A
morte anunciada dos direitos sociais: o ataque de Flávio Bolsonaro às garantias
constitucionais
A
eleição presidencial de 2026 coloca em disputa projetos antagônicos quanto ao
papel do Estado na garantia de direitos fundamentais. No centro desse confronto
está a candidatura de Flávio Bolsonaro (PL-RJ), herdeiro político do
bolsonarismo, cuja pré-campanha já sinaliza uma agenda econômica de profundas
consequências para a proteção social no país. Os apontamentos feitos sobre seu
programa econômico até o momento, além da própria atuação parlamentar do
senador – que não por acaso trabalha ativamente contra a aprovação do fim da
escala 6×1 –, explicam como, apesar do envolvimento com o escândalo do Banco
Master, Flávio Bolsonaro ainda seja o nome do mercado financeiro na disputa
presidencial.
A
Constituição de 1988 instituiu um sistema híbrido e subfinanciado de proteção
social que, mesmo historicamente distante do Estado de bem-estar social
teorizado por Esping-Andersen (1990) e materializado nas experiências europeias
do pós-guerra, que pressupunham políticas universais de proteção social
financiadas por altas cargas tributárias e ancoradas em pleno emprego,
representou avanços notáveis — universalização do acesso à saúde e à educação,
instituição de pisos mínimos de renda para idosos e pessoas com deficiência —,
combinados porém com a manutenção da exclusão estrutural de amplas camadas da
população.
A
agenda atribuída a Flávio Bolsonaro consiste no “desmonte” dessas árduas
conquistas. Trata-se de um ataque sistemático às garantias constitucionais
resultantes de décadas de luta social, garantias cuja implementação, ainda que
incompleta e permanentemente ameaçada, representou um salto civilizatório
imensurável.

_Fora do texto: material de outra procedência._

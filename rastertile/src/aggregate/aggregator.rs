//! Value counts and statistics over one or more tiled layers.

use std::collections::BTreeMap;
use std::sync::Arc;

use rayon::prelude::*;
use tracing::debug;

use super::{AggregateError, AggregationEngine, Binning, Statistics};
use crate::algebra::RasterAlgebra;
use crate::coord::LayerId;
use crate::index::{Tile, TileIndex};
use crate::legend::Legend;
use crate::raster::Extent;

/// Grouping requested for a value count.
#[derive(Debug, Clone)]
pub enum Grouping {
    Discrete,
    Continuous,
    Legend(Arc<Legend>),
}

impl Grouping {
    /// Parse `discrete`/`categorical`, `continuous`, or a legend JSON document.
    pub fn parse(text: &str) -> Result<Self, AggregateError> {
        let trimmed = text.trim();
        match trimmed.to_lowercase().as_str() {
            "discrete" | "categorical" => Ok(Grouping::Discrete),
            "continuous" => Ok(Grouping::Continuous),
            _ if trimmed.starts_with('{') => {
                Ok(Grouping::Legend(Arc::new(Legend::from_json(trimmed)?)))
            }
            _ => Err(AggregateError::InvalidGrouping(text.to_string())),
        }
    }

    fn binning(&self, bucket_width: f64) -> Result<Binning, AggregateError> {
        match self {
            Grouping::Discrete => Ok(Binning::Categorical),
            Grouping::Continuous => Binning::continuous(bucket_width),
            Grouping::Legend(legend) => Ok(Binning::Legend(Arc::clone(legend))),
        }
    }
}

/// A formula over named layers, evaluated tile by tile and aggregated.
///
/// Tiles are matched by position across layers; a position missing from any
/// layer is skipped, so a layer without tiles yields an empty result.
#[derive(Debug, Clone)]
pub struct Aggregator {
    layers: BTreeMap<String, LayerId>,
    algebra: RasterAlgebra,
    zoom: Option<u8>,
    grouping: Grouping,
    bucket_width: f64,
    clip: Option<Extent>,
}

impl Aggregator {
    /// Aggregator for `formula` over `layers`.
    ///
    /// A missing formula defaults to the single layer's variable name.
    pub fn new(
        layers: BTreeMap<String, LayerId>,
        formula: Option<&str>,
    ) -> Result<Self, AggregateError> {
        let formula = match formula {
            Some(formula) => formula.to_string(),
            None if layers.len() == 1 => layers.keys().next().cloned().unwrap_or_default(),
            None => return Err(AggregateError::FormulaRequired(layers.len())),
        };
        let algebra = RasterAlgebra::parse(&formula)?;
        if let Some(missing) = algebra.variables().into_iter().find(|v| !layers.contains_key(*v)) {
            return Err(AggregateError::UnboundVariable(missing.to_string()));
        }
        Ok(Self {
            layers,
            algebra,
            zoom: None,
            grouping: Grouping::Discrete,
            bucket_width: 1.0,
            clip: None,
        })
    }

    pub fn with_zoom(mut self, zoom: u8) -> Self {
        self.zoom = Some(zoom);
        self
    }

    pub fn with_grouping(mut self, grouping: Grouping) -> Self {
        self.grouping = grouping;
        self
    }

    pub fn with_bucket_width(mut self, width: f64) -> Self {
        self.bucket_width = width;
        self
    }

    /// Only count pixels whose centre lies in `extent` (pyramid SRS).
    pub fn with_clip(mut self, extent: Extent) -> Self {
        self.clip = Some(extent);
        self
    }

    pub fn formula(&self) -> &str {
        self.algebra.formula()
    }

    /// Zoom to aggregate at: the explicit one, else the smallest maximum
    /// zoom among the layers. `None` if some layer has never been built.
    pub fn resolve_zoom(&self, index: &TileIndex) -> Result<Option<u8>, AggregateError> {
        if let Some(zoom) = self.zoom {
            return Ok(Some(zoom));
        }
        let mut zoom: Option<u8> = None;
        for layer in self.layers.values() {
            match index.zoom_range(*layer)? {
                Some(range) => zoom = Some(zoom.map_or(range.max, |z| z.min(range.max))),
                None => return Ok(None),
            }
        }
        Ok(zoom)
    }

    /// Evaluate the formula on every tile position present in all layers.
    pub fn derived_tiles(&self, index: &TileIndex) -> Result<Vec<Arc<Tile>>, AggregateError> {
        let Some(zoom) = self.resolve_zoom(index)? else {
            return Ok(Vec::new());
        };
        let Some((_, first)) = self.layers.iter().next() else {
            return Err(AggregateError::FormulaRequired(0));
        };

        let positions: Vec<_> = index.list(*first, zoom)?.coords().to_vec();
        let derived = positions
            .par_iter()
            .filter_map(|coord| {
                let mut bindings = BTreeMap::new();
                for (name, layer) in &self.layers {
                    let tile = index.lookup(*layer, *coord).ok()?;
                    bindings.insert(name.clone(), tile);
                }
                Some(bindings)
            })
            .map(|bindings| -> Result<Arc<Tile>, AggregateError> {
                Ok(Arc::new(self.algebra.evaluate_tiles(&bindings)?))
            })
            .collect::<Result<Vec<_>, _>>()?;

        debug!(
            formula = self.algebra.formula(),
            zoom,
            positions = positions.len(),
            matched = derived.len(),
            "Evaluated aggregation tiles"
        );
        Ok(derived)
    }

    /// Pixel counts (or areas in squared SRS units) keyed by bucket label.
    pub fn value_count(
        &self,
        index: &TileIndex,
        engine: &AggregationEngine,
        area: bool,
    ) -> Result<BTreeMap<String, f64>, AggregateError> {
        let binning = self.grouping.binning(self.bucket_width)?;
        let tiles = self.derived_tiles(index)?;
        let Some(first) = tiles.first() else {
            return Ok(BTreeMap::new());
        };
        let unit = if area {
            first.raster().transform().pixel_area()
        } else {
            1.0
        };
        let histogram = engine.aggregate(&tiles, &binning, self.clip.as_ref())?;
        Ok(histogram.labelled(&binning, unit))
    }

    /// Min, max, mean and standard deviation of the formula's valid values.
    pub fn statistics(
        &self,
        index: &TileIndex,
        engine: &AggregationEngine,
    ) -> Result<Option<Statistics>, AggregateError> {
        let tiles = self.derived_tiles(index)?;
        engine.statistics(&tiles, self.clip.as_ref())
    }
}
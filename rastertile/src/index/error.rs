//! Tile index errors.

use thiserror::Error;

use crate::coord::{LayerId, TileKey};

#[derive(Debug, Clone, PartialEq, Error)]
pub enum IndexError {
    /// No tile is stored under the key.
    #[error("Tile {0} not found")]
    NotFound(TileKey),

    /// The layer was never registered with the index.
    #[error("Unknown layer {0}")]
    UnknownLayer(LayerId),

    /// The point lies outside the tile grid.
    #[error("Point ({x}, {y}) is outside the tile grid at zoom {zoom}")]
    OutsideGrid { zoom: u8, x: f64, y: f64 },

    /// A tile raster is not a square of the layer's tile size.
    #[error("Tile {key} is {width}x{height}, expected {tile_size}x{tile_size}")]
    InvalidTileShape {
        key: TileKey,
        width: usize,
        height: usize,
        tile_size: u32,
    },
}
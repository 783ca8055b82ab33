//! Spatial reference handling.
//!
//! Only the analytic EPSG:4326 (lon/lat degrees) and EPSG:3857 (Web Mercator
//! metres) pair is supported. Any other pair of distinct SRIDs is rejected.

use std::f64::consts::PI;

use super::RasterError;

/// Geographic WGS84 longitude/latitude.
pub const WGS84_SRID: u32 = 4326;

/// Spherical Web Mercator.
pub const WEB_MERCATOR_SRID: u32 = 3857;

/// Sphere radius used by Web Mercator, in metres.
pub const EARTH_RADIUS: f64 = 6_378_137.0;

/// Half the width of the Web Mercator world square, in metres.
pub const HALF_WORLD: f64 = PI * EARTH_RADIUS;

/// Web Mercator latitude limit in degrees.
pub const MAX_LAT: f64 = 85.051_128_78;

/// Converts longitude/latitude degrees to Web Mercator metres.
///
/// Latitudes beyond the Mercator limit are clamped.
#[inline]
pub fn lonlat_to_mercator(lon: f64, lat: f64) -> (f64, f64) {
    let lat = lat.clamp(-MAX_LAT, MAX_LAT);
    let x = lon.to_radians() * EARTH_RADIUS;
    let y = (PI / 4.0 + lat.to_radians() / 2.0).tan().ln() * EARTH_RADIUS;
    (x, y)
}

/// Converts Web Mercator metres to longitude/latitude degrees.
#[inline]
pub fn mercator_to_lonlat(x: f64, y: f64) -> (f64, f64) {
    let lon = (x / EARTH_RADIUS).to_degrees();
    let lat = (2.0 * (y / EARTH_RADIUS).exp().atan() - PI / 2.0).to_degrees();
    (lon, lat)
}

/// A resolved point transformation between two spatial references.
#[derive(Debug, Clone, Copy, PartialEq, Eq)]
pub enum Reprojection {
    Identity,
    LonLatToMercator,
    MercatorToLonLat,
}

impl Reprojection {
    /// Resolve the transformation from `from` to `to`.
    pub fn between(from: u32, to: u32) -> Result<Self, RasterError> {
        match (from, to) {
            (a, b) if a == b => Ok(Reprojection::Identity),
            (WGS84_SRID, WEB_MERCATOR_SRID) => Ok(Reprojection::LonLatToMercator),
            (WEB_MERCATOR_SRID, WGS84_SRID) => Ok(Reprojection::MercatorToLonLat),
            _ => Err(RasterError::UnsupportedTransform { from, to }),
        }
    }

    #[inline]
    pub fn apply(self, x: f64, y: f64) -> (f64, f64) {
        match self {
            Reprojection::Identity => (x, y),
            Reprojection::LonLatToMercator => lonlat_to_mercator(x, y),
            Reprojection::MercatorToLonLat => mercator_to_lonlat(x, y),
        }
    }
}

/// Transform a single point between spatial references.
pub fn reproject(from: u32, to: u32, x: f64, y: f64) -> Result<(f64, f64), RasterError> {
    Ok(Reprojection::between(from, to)?.apply(x, y))
}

Como pretendemos demonstrar, esse movimento insere-se em um
processo mais amplo de reconfiguração do Estado brasileiro, iniciado com o
golpe parlamentar de 2016, aprofundado pelas reformas trabalhista e da
previdência nos governos Temer e Bolsonaro, e que encontraria na eventual
eleição de Flávio Bolsonaro sua radicalização final.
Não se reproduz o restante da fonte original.